• **What to produce**:
Pick out every line in the data below that holds "hostname".

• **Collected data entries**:
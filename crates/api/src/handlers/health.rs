//! Liveness and process metadata.

use axum::extract::State;
use axum::Json;
use plm_core::error::ErrorCode;
use plm_worker::TaskCounts;
use serde::Serialize;

use crate::state::AppState;

/// `GET /health` payload.
#[derive(Debug, Serialize)]
pub struct HealthResponse {
    pub status: &'static str,
    pub started_at: String,
    pub uptime_seconds: u64,
    pub commit: String,
    /// Crate version from Cargo.toml.
    pub version: &'static str,
    pub build_time: String,
    pub hostname: String,
    pub pid: u32,
    /// Every error code a client may observe.
    pub error_codes: Vec<ErrorCode>,
    /// Extensions with a mapped plugin.
    #[serde(skip_serializing_if = "Option::is_none")]
    pub plugin_map: Option<Vec<String>>,
    /// File name only; the full path is not disclosed.
    #[serde(skip_serializing_if = "Option::is_none")]
    pub default_plugin: Option<String>,
    #[serde(skip_serializing_if = "Option::is_none")]
    pub default_convert_cli: Option<String>,
    pub workers: usize,
    pub queue_size: usize,
    pub tasks: TaskCounts,
    pub history_count: usize,
}

/// GET /health
pub async fn health_check(State(state): State<AppState>) -> Json<HealthResponse> {
    let config = &state.config;
    let file_name = |path: &std::path::Path| {
        path.file_name()
            .map(|name| name.to_string_lossy().into_owned())
    };

    Json(HealthResponse {
        status: "ok",
        started_at: state.build.started_at.clone(),
        uptime_seconds: state.started.elapsed().as_secs(),
        commit: state.build.commit.clone(),
        version: env!("CARGO_PKG_VERSION"),
        build_time: state.build.build_time.clone(),
        hostname: state.build.hostname.clone(),
        pid: state.build.pid,
        error_codes: ErrorCode::ALL.to_vec(),
        plugin_map: (!config.plugin_map.is_empty()).then(|| config.plugin_map.extensions()),
        default_plugin: config.default_plugin.as_deref().and_then(file_name),
        default_convert_cli: config.default_convert_cli.as_deref().and_then(file_name),
        workers: config.max_workers,
        queue_size: config.queue_size,
        tasks: state.tasks.counts().await,
        history_count: state.history.len().await,
    })
}
//! Invocation of the external asset converter.
//!
//! The converter is a black box with a file-based contract: it is given an
//! input file and an output directory and must leave a `manifest.json`
//! listing the artifacts it produced.

pub mod process;
pub mod urls;

use std::collections::BTreeMap;

use async_trait::async_trait;
use plm_core::error::ErrorCode;
use plm_core::task::TaskConfig;
use serde::Serialize;

pub use process::ProcessConverter;

/// Name of the manifest file the converter writes into its output directory.
pub const MANIFEST_FILE: &str = "manifest.json";

/// Errors from a single conversion. Never fatal to the caller's worker.
#[derive(Debug, thiserror::Error)]
pub enum ConvertError {
    /// The converter exited unsuccessfully; carries its error text.
    #[error("{0}")]
    Failed(String),

    #[error("manifest.json missing or invalid")]
    ManifestMissing,

    /// The converter could not be run, or the run was aborted.
    #[error("{0}")]
    Exception(String),
}

impl ConvertError {
    pub fn code(&self) -> ErrorCode {
        match self {
            ConvertError::Failed(_) => ErrorCode::ConvertFailed,
            ConvertError::ManifestMissing => ErrorCode::ManifestMissing,
            ConvertError::Exception(_) => ErrorCode::ConvertException,
        }
    }
}

/// Successful conversion payload, merged into `/convert` and `/status` responses.
#[derive(Debug, Clone, PartialEq, Serialize)]
pub struct ConversionResult {
    pub document_id: String,
    pub manifest: serde_json::Value,
    pub manifest_path: String,
    pub viewer_url: String,
    /// Artifact key from the manifest to absolute URL.
    pub artifact_urls: BTreeMap<String, String>,
    pub output_dir: String,
}

/// Runs one conversion to completion.
#[async_trait]
pub trait Converter: Send + Sync {
    async fn convert(&self, config: &TaskConfig) -> Result<ConversionResult, ConvertError>;
}
//! Filesystem path resolution and allowlists.
//!
//! Paths are resolved against a root directory. Existing paths are
//! canonicalized; paths that do not exist yet are normalized lexically so
//! `..` segments cannot escape an allowlist check.

use std::collections::BTreeMap;
use std::path::{Component, Path, PathBuf};

use crate::parsing::{normalize_extension, parse_csv};

/// Resolve `value` against `root` when relative, then canonicalize.
pub fn resolve_path(root: &Path, value: &str) -> PathBuf {
    let candidate = Path::new(value.trim());
    let joined = if candidate.is_absolute() {
        candidate.to_path_buf()
    } else {
        root.join(candidate)
    };
    std::fs::canonicalize(&joined).unwrap_or_else(|_| lexical_normalize(&joined))
}

fn lexical_normalize(path: &Path) -> PathBuf {
    let mut out = PathBuf::new();
    for component in path.components() {
        match component {
            Component::CurDir => {}
            Component::ParentDir => {
                out.pop();
            }
            other => out.push(other.as_os_str()),
        }
    }
    out
}

/// `true` when `path` equals `base` or lies beneath it.
pub fn is_within(path: &Path, base: &Path) -> bool {
    path.starts_with(base)
}

/// Set of files or directories an operator permits for a given purpose.
///
/// An empty allowlist permits everything.
#[derive(Debug, Clone, Default)]
pub struct PathAllowlist {
    entries: Vec<PathBuf>,
}

impl PathAllowlist {
    /// Parse a comma-separated list, resolving relative entries against `root`.
    pub fn parse(value: &str, root: &Path) -> Self {
        Self {
            entries: parse_csv(value)
                .iter()
                .map(|entry| resolve_path(root, entry))
                .collect(),
        }
    }

    pub fn is_empty(&self) -> bool {
        self.entries.is_empty()
    }

    pub fn entries(&self) -> &[PathBuf] {
        &self.entries
    }

    /// A path is allowed when it equals an entry or has an entry as ancestor.
    pub fn allows(&self, path: &Path) -> bool {
        if self.entries.is_empty() {
            return true;
        }
        let resolved = std::fs::canonicalize(path).unwrap_or_else(|_| lexical_normalize(path));
        self.entries.iter().any(|allowed| is_within(&resolved, allowed))
    }
}

/// File extension to converter plugin mapping.
#[derive(Debug, Clone, Default)]
pub struct PluginMap {
    plugins: BTreeMap<String, PathBuf>,
}

impl PluginMap {
    /// Parse `ext=path` or `ext:path` pairs separated by `,` or `;`.
    ///
    /// Malformed pairs are skipped.
    pub fn parse(value: &str, root: &Path) -> Self {
        let mut plugins = BTreeMap::new();
        for token in parse_csv(&value.replace(';', ",")) {
            let Some((ext, path)) = token.split_once('=').or_else(|| token.split_once(':')) else {
                continue;
            };
            let ext = normalize_extension(ext);
            let path = path.trim();
            if ext.is_empty() || path.is_empty() {
                continue;
            }
            plugins.insert(ext, resolve_path(root, path));
        }
        Self { plugins }
    }

    pub fn is_empty(&self) -> bool {
        self.plugins.is_empty()
    }

    /// Mapped extensions in sorted order.
    pub fn extensions(&self) -> Vec<String> {
        self.plugins.keys().cloned().collect()
    }

    /// Plugin registered for the extension of `filename`, if any.
    pub fn for_filename(&self, filename: &str) -> Option<&Path> {
        let ext = Path::new(filename).extension()?.to_str()?;
        self.plugins
            .get(&normalize_extension(ext))
            .map(PathBuf::as_path)
    }
}
//! URL construction for files under the static serve root.

use std::path::{Component, Path};

/// Percent-encoded URL path of `path` relative to `root`.
///
/// Each segment is encoded on its own so `/` separators survive. Paths
/// outside `root` keep their absolute components.
pub fn relative_url_path(root: &Path, path: &Path) -> String {
    let relative = path.strip_prefix(root).unwrap_or(path);
    relative
        .components()
        .filter_map(|c| match c {
            Component::Normal(segment) => {
                Some(urlencoding::encode(&segment.to_string_lossy()).into_owned())
            }
            _ => None,
        })
        .collect::<Vec<_>>()
        .join("/")
}

/// `{base_url}/{relative path}`.
pub fn file_url(base_url: &str, root: &Path, path: &Path) -> String {
    format!(
        "{}/{}",
        base_url.trim_end_matches('/'),
        relative_url_path(root, path)
    )
}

• **Output for this exercise**:
    pub hostname: String,
        hostname: state.build.hostname.clone(),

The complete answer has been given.